It is the ever expanding road in front of us that we must follow
precisely because there is no end. Mystery inspires and lures us
out of the commonplace and complacency, and awakens in us the quest
for more.
Mystery intrigues and compels precisely because
there are no answers. We must have mystery before we can have mastery.
And given my choice
I would rather live with mystery than have everything known and explained.
Because mystery assures me that what I don’t know is the starting
point. And that there are ever infinite possibilities of beginnings.
And that I am somehow a part of something even more wonderful than
I can comprehend.
In my experience, there are numerous medical
students and physicians who have had experiences that might be
termed “mystical” or “spiritual”,
but have rarely shared them, for a variety of reasons; often fear
of professional ridicule, or confusion as to where these experiences
fit into their scientific training. Given the opportunity, the permission,
to tell their own stories, and then to explore their significance,
pushes back the horizons of the unknown, establishes a new medical
model of healing, one that includes the most important quotient – “Spirit”.

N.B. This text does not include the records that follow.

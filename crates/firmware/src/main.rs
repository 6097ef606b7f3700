//! [Embassy](https://embassy.dev)-based firmware for a serial MIDI to USB-MIDI interface. The firmware runs on the
//! [Nucleo-F767ZI development board](https://www.st.com/en/evaluation-tools/nucleo-f767zi.html), which is powered
//! by an F7-series STM32 microcontroller.
//!
//! The board shows up on the host as a USB-MIDI device with two cables. Cable 1 is bridged to a 5-pin DIN MIDI
//! port on USART6 in both directions. Cable 0 is for the device itself: Control Change 80 and 81 light the two
//! indicator LEDs. The two panel buttons play a note each, both out the MIDI port and to the host.

#![no_std]
#![no_main]

mod panel;
mod serial_port;
mod usb;

use crate::{
    panel::{BUTTON_EVENTS, Indicators, button_task},
    serial_port::{MIDI_UART_INTERRUPT, TX_PORTS, UartLine, UartReceiver, enable_transmit_interrupt, uart_config},
    usb::{
        ConnectionMonitor, EmbassyEndpoints, MidiBridge, MidiDevice, usb_in_task, usb_out_task, usb_task,
    },
};
use defmt::*;
use embassy_executor::Spawner;
use embassy_futures::yield_now;
use embassy_stm32::{
    Config, bind_interrupts,
    exti::ExtiInput,
    gpio::{Level, Output, Pull, Speed},
    mode::Blocking,
    peripherals,
    time::Hertz,
    usart::Uart,
    usb as stm32_usb,
};
use embassy_usb::{Builder, class::midi::MidiClass};
use serial_usb_midi_lib::{
    configuration::{Routing, USB_RX_FIFO_SIZE, USB_TX_FIFO_SIZE, UartConfig, UsbIdentity},
    packet::MidiPacket,
    ring::PacketRing,
    routing::{Destination, PanelButton},
    serial::{SerialMidi, SerialPort},
    usb::{MAX_PACKET_SIZE, UsbMidiBridge, UsbMidiDevice},
};
use static_cell::StaticCell;

use {defmt_rtt as _, panic_probe as _};

bind_interrupts!(
    #[doc(hidden)]
    struct Irqs {
        OTG_FS => stm32_usb::InterruptHandler<peripherals::USB_OTG_FS>;
    }
);

/// Number of virtual MIDI jacks in each direction, one per cable.
const CABLE_COUNT: u8 = 2;

#[embassy_executor::main]
async fn main(spawner: Spawner) {
    info!("Initializing serial MIDI interface");

    let mut config = Config::default();
    {
        use embassy_stm32::rcc::*;
        // hse: high-speed external clock
        config.rcc.hse = Some(Hse {
            freq: Hertz(8_000_000),
            mode: HseMode::Bypass,
        });

        // pll: phase-locked loop, crucial for dividing clock
        config.rcc.pll_src = PllSource::HSE;
        config.rcc.pll = Some(Pll {
            prediv: PllPreDiv::DIV4,
            mul: PllMul::MUL216,
            divp: Some(PllPDiv::DIV2), // 8mhz / 4 * 216 / 2 = 216Mhz
            // USB OTG FS needs 48MHz, which comes from the main PLL's Q output
            divq: Some(PllQDiv::DIV9), // 8mhz / 4 * 216 / 9 = 48Mhz
            divr: None,
        });
        config.rcc.ahb_pre = AHBPrescaler::DIV1;
        config.rcc.apb1_pre = APBPrescaler::DIV4;
        config.rcc.apb2_pre = APBPrescaler::DIV2;
        config.rcc.sys = Sysclk::PLL1_P;
        config.rcc.mux.clk48sel = mux::Clk48sel::PLL1_Q;
    }
    let p = embassy_stm32::init(config);
    let routing = Routing::default();

    // serial MIDI on USART6: RX on PG9, TX on PG14 (CN10 on the Nucleo)
    static UART: StaticCell<Uart<'static, Blocking>> = StaticCell::new();
    let uart = unwrap!(Uart::new_blocking(
        p.USART6,
        p.PG9,
        p.PG14,
        uart_config(&UartConfig::default())
    ));
    // kept alive so the peripheral stays configured; bytes move through the registers directly
    UART.init(uart);

    static SERIAL_PORT: StaticCell<SerialPort> = StaticCell::new();
    let (serial, tx_interrupt) = SERIAL_PORT
        .init(SerialPort::new(routing.serial_cable))
        .split(UartLine(MIDI_UART_INTERRUPT));
    unwrap!(TX_PORTS.register(MIDI_UART_INTERRUPT, tx_interrupt));
    enable_transmit_interrupt();

    // packet rings and the device which owns the USB halves of them
    static USB_RX: StaticCell<PacketRing<USB_RX_FIFO_SIZE>> = StaticCell::new();
    static USB_TX: StaticCell<PacketRing<USB_TX_FIFO_SIZE>> = StaticCell::new();
    let (rx_producer, rx_consumer) = USB_RX.init(PacketRing::new()).split();
    let (tx_producer, tx_consumer) = USB_TX.init(PacketRing::new()).split();

    static MIDI_DEVICE: StaticCell<MidiDevice> = StaticCell::new();
    let device: &'static MidiDevice = MIDI_DEVICE.init(UsbMidiDevice::new(EmbassyEndpoints, rx_producer, tx_consumer));
    let bridge = UsbMidiBridge::new(rx_consumer, tx_producer, device);

    // Create the driver, from the HAL.
    static ENDPOINT_OUT_BUFFER: StaticCell<[u8; 256]> = StaticCell::new();
    let mut usb_config = stm32_usb::Config::default();

    // USB devices which are self-powered (i.e., that can stay powered on if unplugged from the host)
    // need to enable vbus_detection to comply with the USB spec. Per section 6.10 of the Nucleo board
    // manual (UM1974), CN13 (the USB port) cannot power the board; external power is necessary.
    usb_config.vbus_detection = true;

    let driver = stm32_usb::Driver::new_fs(
        p.USB_OTG_FS,
        Irqs,
        p.PA12,
        p.PA11,
        ENDPOINT_OUT_BUFFER.init([0; 256]),
        usb_config,
    );

    let identity = UsbIdentity::default();
    let mut config = embassy_usb::Config::new(identity.vendor_id, identity.product_id);
    config.manufacturer = Some(identity.manufacturer);
    config.product = Some(identity.product);
    config.serial_number = Some(identity.serial_number);
    config.self_powered = identity.self_powered;
    config.max_power = identity.max_power_ma;

    static CONFIG_DESCRIPTOR: StaticCell<[u8; 256]> = StaticCell::new();
    static BOS_DESCRIPTOR: StaticCell<[u8; 256]> = StaticCell::new();
    static CONTROL_BUFFER: StaticCell<[u8; 64]> = StaticCell::new();
    static CONNECTION_MONITOR: StaticCell<ConnectionMonitor> = StaticCell::new();

    let mut builder = Builder::new(
        driver,
        config,
        CONFIG_DESCRIPTOR.init([0; 256]),
        BOS_DESCRIPTOR.init([0; 256]),
        &mut [], // no msos descriptors
        CONTROL_BUFFER.init([0; 64]),
    );
    builder.handler(CONNECTION_MONITOR.init(ConnectionMonitor::new(device)));

    let class = MidiClass::new(&mut builder, CABLE_COUNT, CABLE_COUNT, MAX_PACKET_SIZE as u16);
    let usb = builder.build();
    let (sender, receiver) = class.split();

    unwrap!(spawner.spawn(usb_task(usb)));
    unwrap!(spawner.spawn(usb_in_task(sender, device)));
    unwrap!(spawner.spawn(usb_out_task(receiver, device)));

    // the user button on the Nucleo is active high; the second button pulls PD1 to ground
    let button0 = ExtiInput::new(p.PC13, p.EXTI13, Pull::None);
    unwrap!(spawner.spawn(button_task(button0, PanelButton::BUTTON_0, false)));
    let button1 = ExtiInput::new(p.PD1, p.EXTI1, Pull::Up);
    unwrap!(spawner.spawn(button_task(button1, PanelButton::BUTTON_1, true)));

    let indicators = Indicators::new(
        Output::new(p.PB0, Level::Low, Speed::Low),
        Output::new(p.PB7, Level::Low, Speed::Low),
    );

    unwrap!(spawner.spawn(bridge_task(serial, bridge, indicators, routing)));
}

/// The main loop: moves packets between the serial port, the host, and the front panel.
#[embassy_executor::task]
async fn bridge_task(
    mut serial: SerialMidi<'static, UartLine>,
    mut usb: MidiBridge,
    mut indicators: Indicators,
    routing: Routing,
) -> ! {
    let mut uart = UartReceiver;
    let mut was_connected = false;
    let mut dropped = 0;

    loop {
        let connected = usb.is_connected();
        if connected != was_connected {
            if connected {
                info!("Connected to bus");
            } else {
                info!("Disconnected from bus");
            }
            was_connected = connected;
        }

        let now_dropped = usb.dropped_packets();
        if now_dropped != dropped {
            warn!("Dropped {} packets from the host", now_dropped.wrapping_sub(dropped));
            dropped = now_dropped;
        }

        while let Ok((button, edge)) = BUTTON_EVENTS.try_receive() {
            match button.packet(edge, routing.serial_cable) {
                Ok(packet) => {
                    serial.transmit_packet(&packet);
                    send_to_host(&mut usb, packet);
                }
                Err(error) => error!("Could not package button message: {}", error),
            }
        }

        while let Some(packet) = serial.poll_receive(&mut uart) {
            send_to_host(&mut usb, routing.to_host(packet));
        }

        while let Some(packet) = usb.poll() {
            match routing.route(&packet) {
                Destination::SerialOut(bytes) => serial.transmit(bytes),
                Destination::Indicator { led, lit } => indicators.set(led, lit),
                Destination::Discard => debug!("Ignoring {}", packet),
            }
        }

        yield_now().await;
    }
}

/// Writes a packet to the host if one is listening.
fn send_to_host(usb: &mut MidiBridge, packet: MidiPacket) {
    if !usb.is_connected() {
        return;
    }
    if let Err(error) = usb.write(packet) {
        warn!("{}", error);
    }
}
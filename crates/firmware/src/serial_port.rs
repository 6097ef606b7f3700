//! Binds the serial MIDI port to USART6: framing, the polled receive register, and the transmit-complete
//! interrupt which drains the port's transmit ring.

use defmt::*;
use embassy_stm32::{
    interrupt,
    interrupt::{Interrupt, InterruptExt},
    pac, usart,
};
use serial_usb_midi_lib::{
    configuration::{DataBits, Parity, StopBits, UartConfig},
    interrupt::{InterruptLine, InterruptRegistry},
    transmit::{TransmitInterrupt, TxEvent},
};

/// The UART's interrupt vector.
pub const MIDI_UART_INTERRUPT: Interrupt = Interrupt::USART6;

/// Interrupt handlers for the serial ports, looked up by vector from the ISR trampolines.
pub static TX_PORTS: InterruptRegistry<Interrupt, TransmitInterrupt<'static>, 1> = InterruptRegistry::new();

/// An NVIC interrupt line.
#[derive(Clone, Copy)]
pub struct UartLine(pub Interrupt);

impl InterruptLine for UartLine {
    fn disable(&self) -> bool {
        let enabled = self.0.is_enabled();
        self.0.disable();
        enabled
    }

    fn enable(&self) {
        // SAFETY: the handler for this line is only reachable once its state is registered
        unsafe { self.0.enable() }
    }

    fn pend(&self) {
        self.0.pend();
    }
}

/// Translates the device's framing settings into the HAL's.
pub fn uart_config(config: &UartConfig) -> usart::Config {
    let mut uart = usart::Config::default();
    uart.baudrate = config.baud_rate;
    uart.data_bits = match config.data_bits {
        DataBits::Seven => usart::DataBits::DataBits7,
        DataBits::Eight => usart::DataBits::DataBits8,
        DataBits::Nine => usart::DataBits::DataBits9,
    };
    uart.stop_bits = match config.stop_bits {
        StopBits::One => usart::StopBits::STOP1,
        StopBits::Two => usart::StopBits::STOP2,
    };
    uart.parity = match config.parity {
        Parity::None => usart::Parity::ParityNone,
        Parity::Even => usart::Parity::ParityEven,
        Parity::Odd => usart::Parity::ParityOdd,
    };
    uart
}

/// Turns on the transmit-complete interrupt. Must be called after the port's handler is registered.
pub fn enable_transmit_interrupt() {
    pac::USART6.cr1().modify(|w| w.set_tcie(true));
    UartLine(MIDI_UART_INTERRUPT).enable();
}

/// The UART's receive register, read without blocking. Overruns are cleared and otherwise ignored; the receive
/// state machine resynchronizes on the next status byte.
pub struct UartReceiver;

impl Iterator for UartReceiver {
    type Item = u8;

    fn next(&mut self) -> Option<Self::Item> {
        let regs = pac::USART6;
        let isr = regs.isr().read();
        if isr.ore() {
            warn!("MIDI UART overrun");
            regs.icr().write(|w| w.set_ore(true));
        }
        isr.rxne().then(|| regs.rdr().read().dr() as u8)
    }
}

#[interrupt]
fn USART6() {
    let regs = pac::USART6;
    regs.icr().write(|w| w.set_tc(true));

    let line = UartLine(MIDI_UART_INTERRUPT);
    let event = TX_PORTS.dispatch(MIDI_UART_INTERRUPT, |port| {
        port.service(&line, |byte| regs.tdr().write(|w| w.set_dr(byte.into())))
    });
    if let Some(TxEvent::Idle) = event {
        trace!("MIDI UART idle");
    }
}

The term “Spirit” being defined by every individual according
to their own belief or understanding.
In the years that I have been teaching medical
students, I have been made acutely aware of their great hunger
and need for a spiritual
dimension to their training. I couldn’t help but feel that
training for service in healing should be about deepening one’s
connection with Soul. Our goal in teaching these medical students
became focused on opening the windows of possibility regarding the
unseen dimension to the universe, that was an integral, if often
unacknowledged part of our existence, which had a significant hand
in healing. And the more we open to it, the more we acknowledge it,
the more we can become co-workers with this force, call it God, Love,
or Spirit, which is the essence of all life, and thus the power within
and through which all healing occurs.
Our vision is a transformation of medical education, and hence the
physicians of the future; physicians who are in touch with their
own souls so that they may more readily connect with the souls of
their patients. There is a sacred bond that occurs when patient and
physician join together for the purpose of seeking healing, a mutual
inquiry into the nature of why illness has occurred and what we need
to learn to move beyond it. Physicians struggle with many of the
same questions and spiritual issues that their patients do. Together,
doctor and patient may unleash the human potential for healing.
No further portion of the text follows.